- **EXERCISE DESCRIPTION**: Hand back all of the records exactly as they read.

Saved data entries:

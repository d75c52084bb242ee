//! Simulated host component.

use lifebind_core::{ActivityEvent, ComponentEvent, FragmentEvent, LifecycleEvent, Result};
use lifebind_runtime::{HostLifecycle, LifecycleConfig, LifecycleEmitter, LifecycleSource};

/// Drives a host through its lifecycle phases in tests.
///
/// Plays the role of the UI framework: it owns the emitter and delivers phases
/// on demand, while tests bind streams through [`provider`](Self::provider).
///
/// # Example
///
/// ```
/// use lifebind_core::ActivityEvent;
/// use lifebind_testing::HostSimulator;
///
/// let host = HostSimulator::<ActivityEvent>::new();
/// host.create().start().resume();
/// assert_eq!(host.current_phase(), Some(ActivityEvent::Resume));
/// ```
#[derive(Debug)]
pub struct HostSimulator<E: LifecycleEvent> {
    emitter: LifecycleEmitter<E>,
    provider: HostLifecycle<E>,
}

impl<E: LifecycleEvent> HostSimulator<E> {
    /// A host that has not delivered any phase yet.
    #[must_use]
    pub fn new() -> Self {
        Self::with_config(LifecycleConfig::default())
    }

    /// A host with a custom source configuration.
    #[must_use]
    pub fn with_config(config: LifecycleConfig) -> Self {
        let (emitter, provider) = HostLifecycle::create(config);
        Self { emitter, provider }
    }

    /// The provider consumers bind through.
    #[must_use]
    pub const fn provider(&self) -> &HostLifecycle<E> {
        &self.provider
    }

    /// A fresh read-only handle to the host's lifecycle.
    #[must_use]
    pub fn source(&self) -> LifecycleSource<E> {
        self.emitter.source()
    }

    /// The phase most recently delivered.
    #[must_use]
    pub fn current_phase(&self) -> Option<E> {
        self.emitter.current_phase()
    }

    /// Deliver `phase`, reporting a rejected delivery.
    ///
    /// # Errors
    ///
    /// Returns the emitter's error when the host is already terminated.
    pub fn try_advance(&self, phase: E) -> Result<()> {
        self.emitter.emit(phase)
    }

    /// Deliver `phase`.
    ///
    /// # Panics
    ///
    /// Panics if the host is already terminated.
    #[track_caller]
    #[allow(clippy::expect_used)]
    pub fn advance(&self, phase: E) -> &Self {
        self.emitter
            .emit(phase)
            .expect("simulated host delivered a phase after termination");
        self
    }

    /// Deliver each phase in order.
    ///
    /// # Panics
    ///
    /// Panics if the host terminates before the last phase.
    #[track_caller]
    pub fn advance_all(&self, phases: impl IntoIterator<Item = E>) -> &Self {
        for phase in phases {
            self.advance(phase);
        }
        self
    }

    /// Drop the emitter without delivering the terminal phase, as a host that is
    /// released abruptly would.
    pub fn release(self) -> HostLifecycle<E> {
        self.provider
    }
}

impl<E: LifecycleEvent> Default for HostSimulator<E> {
    fn default() -> Self {
        Self::new()
    }
}

impl HostSimulator<ActivityEvent> {
    /// Deliver [`ActivityEvent::Create`].
    #[track_caller]
    pub fn create(&self) -> &Self {
        self.advance(ActivityEvent::Create)
    }

    /// Deliver [`ActivityEvent::Start`].
    #[track_caller]
    pub fn start(&self) -> &Self {
        self.advance(ActivityEvent::Start)
    }

    /// Deliver [`ActivityEvent::Resume`].
    #[track_caller]
    pub fn resume(&self) -> &Self {
        self.advance(ActivityEvent::Resume)
    }

    /// Deliver [`ActivityEvent::Pause`].
    #[track_caller]
    pub fn pause(&self) -> &Self {
        self.advance(ActivityEvent::Pause)
    }

    /// Deliver [`ActivityEvent::Stop`].
    #[track_caller]
    pub fn stop(&self) -> &Self {
        self.advance(ActivityEvent::Stop)
    }

    /// Deliver [`ActivityEvent::Destroy`].
    #[track_caller]
    pub fn destroy(&self) -> &Self {
        self.advance(ActivityEvent::Destroy)
    }
}

impl HostSimulator<FragmentEvent> {
    /// Deliver the phases a fragment goes through when added to a created host:
    /// attach, create, create-view.
    #[track_caller]
    pub fn add(&self) -> &Self {
        self.advance_all([FragmentEvent::Attach, FragmentEvent::Create, FragmentEvent::CreateView])
    }

    /// Deliver [`FragmentEvent::Start`].
    #[track_caller]
    pub fn start(&self) -> &Self {
        self.advance(FragmentEvent::Start)
    }

    /// Deliver [`FragmentEvent::Resume`].
    #[track_caller]
    pub fn resume(&self) -> &Self {
        self.advance(FragmentEvent::Resume)
    }

    /// Deliver [`FragmentEvent::Pause`].
    #[track_caller]
    pub fn pause(&self) -> &Self {
        self.advance(FragmentEvent::Pause)
    }

    /// Deliver [`FragmentEvent::Stop`].
    #[track_caller]
    pub fn stop(&self) -> &Self {
        self.advance(FragmentEvent::Stop)
    }

    /// Deliver the phases of a fragment torn down with its host:
    /// destroy-view, destroy, detach.
    #[track_caller]
    pub fn remove(&self) -> &Self {
        self.advance_all([FragmentEvent::DestroyView, FragmentEvent::Destroy, FragmentEvent::Detach])
    }
}

impl HostSimulator<ComponentEvent> {
    /// Deliver [`ComponentEvent::OnCreate`].
    #[track_caller]
    pub fn create(&self) -> &Self {
        self.advance(ComponentEvent::OnCreate)
    }

    /// Deliver [`ComponentEvent::OnStart`].
    #[track_caller]
    pub fn start(&self) -> &Self {
        self.advance(ComponentEvent::OnStart)
    }

    /// Deliver [`ComponentEvent::OnResume`].
    #[track_caller]
    pub fn resume(&self) -> &Self {
        self.advance(ComponentEvent::OnResume)
    }

    /// Deliver [`ComponentEvent::OnPause`].
    #[track_caller]
    pub fn pause(&self) -> &Self {
        self.advance(ComponentEvent::OnPause)
    }

    /// Deliver [`ComponentEvent::OnStop`].
    #[track_caller]
    pub fn stop(&self) -> &Self {
        self.advance(ComponentEvent::OnStop)
    }

    /// Deliver [`ComponentEvent::OnDestroy`].
    #[track_caller]
    pub fn destroy(&self) -> &Self {
        self.advance(ComponentEvent::OnDestroy)
    }
}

- **ANSWER TO THE PROBLEM**:
repository d75c52084bb242ee
//! Simulated host component.

use lifebind_core::{ActivityEvent, ComponentEvent, FragmentEvent, LifecycleEvent, Result};
use lifebind_runtime::{HostLifecycle, LifecycleConfig, LifecycleEmitter, LifecycleSource};

/// Drives a host through its lifecycle phases in tests.
///
/// Plays the role of the UI framework: it owns the emitter and delivers phases
/// on demand, while tests bind streams through [`provider`](Self::provider).
///
/// # Example
///
/// ```
/// use lifebind_core::ActivityEvent;
/// use lifebind_testing::HostSimulator;
///
/// let host = HostSimulator::<ActivityEvent>::new();
/// host.create().start().resume();
/// assert_eq!(host.current_phase(), Some(ActivityEvent::Resume));
/// ```
#[derive(Debug)]
pub struct HostSimulator<E: LifecycleEvent> {
    emitter: LifecycleEmitter<E>,
    provider: HostLifecycle<E>,
}

impl<E: LifecycleEvent> HostSimulator<E> {
    /// A host that has not delivered any phase yet.
    #[must_use]
    pub fn new() -> Self {
        Self::with_config(LifecycleConfig::default())
    }

    /// A host with a custom source configuration.
    #[must_use]
    pub fn with_config(config: LifecycleConfig) -> Self {
        let (emitter, provider) = HostLifecycle::create(config);
        Self { emitter, provider }
    }

    /// The provider consumers bind through.
    #[must_use]
    pub const fn provider(&self) -> &HostLifecycle<E> {
        &self.provider
    }

    /// A fresh read-only handle to the host's lifecycle.
    #[must_use]
    pub fn source(&self) -> LifecycleSource<E> {
        self.emitter.source()
    }

    /// The phase most recently delivered.
    #[must_use]
    pub fn current_phase(&self) -> Option<E> {
        self.emitter.current_phase()
    }

    /// Deliver `phase`, reporting a rejected delivery.
    ///
    /// # Errors
    ///
    /// Returns the emitter's error when the host is already terminated.
    pub fn try_advance(&self, phase: E) -> Result<()> {
        self.emitter.emit(phase)
    }

    /// Deliver `phase`.
    ///
    /// # Panics
    ///
    /// Panics if the host is already terminated.
    #[track_caller]
    #[allow(clippy::expect_used)]
    pub fn advance(&self, phase: E) -> &Self {
        self.emitter
            .emit(phase)
            .expect("simulated host delivered a phase after termination");
        self
    }

    /// Deliver each phase in order.
    ///
    /// # Panics
    ///
    /// Panics if the host terminates before the last phase.
    #[track_caller]
    pub fn advance_all(&self, phases: impl IntoIterator<Item = E>) -> &Self {
        for phase in phases {
            self.advance(phase);
        }
        self
    }

    /// Drop the emitter without delivering the terminal phase, as a host that is
    /// released abruptly would.
    pub fn release(self) -> HostLifecycle<E> {
        self.provider
    }
}

impl<E: LifecycleEvent> Default for HostSimulator<E> {
    fn default() -> Self {
        Self::new()
    }
}

impl HostSimulator<ActivityEvent> {
    /// Deliver [`ActivityEvent::Create`].
    #[track_caller]
    pub fn create(&self) -> &Self {
        self.advance(ActivityEvent::Create)
    }

    /// Deliver [`ActivityEvent::Start`].
    #[track_caller]
    pub fn start(&self) -> &Self {
        self.advance(ActivityEvent::Start)
    }

    /// Deliver [`ActivityEvent::Resume`].
    #[track_caller]
    pub fn resume(&self) -> &Self {
        self.advance(ActivityEvent::Resume)
    }

    /// Deliver [`ActivityEvent::Pause`].
    #[track_caller]
    pub fn pause(&self) -> &Self {
        self.advance(ActivityEvent::Pause)
    }

    /// Deliver [`ActivityEvent::Stop`].
    #[track_caller]
    pub fn stop(&self) -> &Self {
        self.advance(ActivityEvent::Stop)
    }

    /// Deliver [`ActivityEvent::Destroy`].
    #[track_caller]
    pub fn destroy(&self) -> &Self {
        self.advance(ActivityEvent::Destroy)
    }
}

impl HostSimulator<FragmentEvent> {
    /// Deliver the phases a fragment goes through when added to a created host:
    /// attach, create, create-view.
    #[track_caller]
    pub fn add(&self) -> &Self {
        self.advance_all([FragmentEvent::Attach, FragmentEvent::Create, FragmentEvent::CreateView])
    }

    /// Deliver [`FragmentEvent::Start`].
    #[track_caller]
    pub fn start(&self) -> &Self {
        self.advance(FragmentEvent::Start)
    }

    /// Deliver [`FragmentEvent::Resume`].
    #[track_caller]
    pub fn resume(&self) -> &Self {
        self.advance(FragmentEvent::Resume)
    }

    /// Deliver [`FragmentEvent::Pause`].
    #[track_caller]
    pub fn pause(&self) -> &Self {
        self.advance(FragmentEvent::Pause)
    }

    /// Deliver [`FragmentEvent::Stop`].
    #[track_caller]
    pub fn stop(&self) -> &Self {
        self.advance(FragmentEvent::Stop)
    }

    /// Deliver the phases of a fragment torn down with its host:
    /// destroy-view, destroy, detach.
    #[track_caller]
    pub fn remove(&self) -> &Self {
        self.advance_all([FragmentEvent::DestroyView, FragmentEvent::Destroy, FragmentEvent::Detach])
    }
}

impl HostSimulator<ComponentEvent> {
    /// Deliver [`ComponentEvent::OnCreate`].
    #[track_caller]
    pub fn create(&self) -> &Self {
        self.advance(ComponentEvent::OnCreate)
    }

    /// Deliver [`ComponentEvent::OnStart`].
    #[track_caller]
    pub fn start(&self) -> &Self {
        self.advance(ComponentEvent::OnStart)
    }

    /// Deliver [`ComponentEvent::OnResume`].
    #[track_caller]
    pub fn resume(&self) -> &Self {
        self.advance(ComponentEvent::OnResume)
    }

    /// Deliver [`ComponentEvent::OnPause`].
    #[track_caller]
    pub fn pause(&self) -> &Self {
        self.advance(ComponentEvent::OnPause)
    }

    /// Deliver [`ComponentEvent::OnStop`].
    #[track_caller]
    pub fn stop(&self) -> &Self {
        self.advance(ComponentEvent::OnStop)
    }

    /// Deliver [`ComponentEvent::OnDestroy`].
    #[track_caller]
    pub fn destroy(&self) -> &Self {
        self.advance(ComponentEvent::OnDestroy)
    }
}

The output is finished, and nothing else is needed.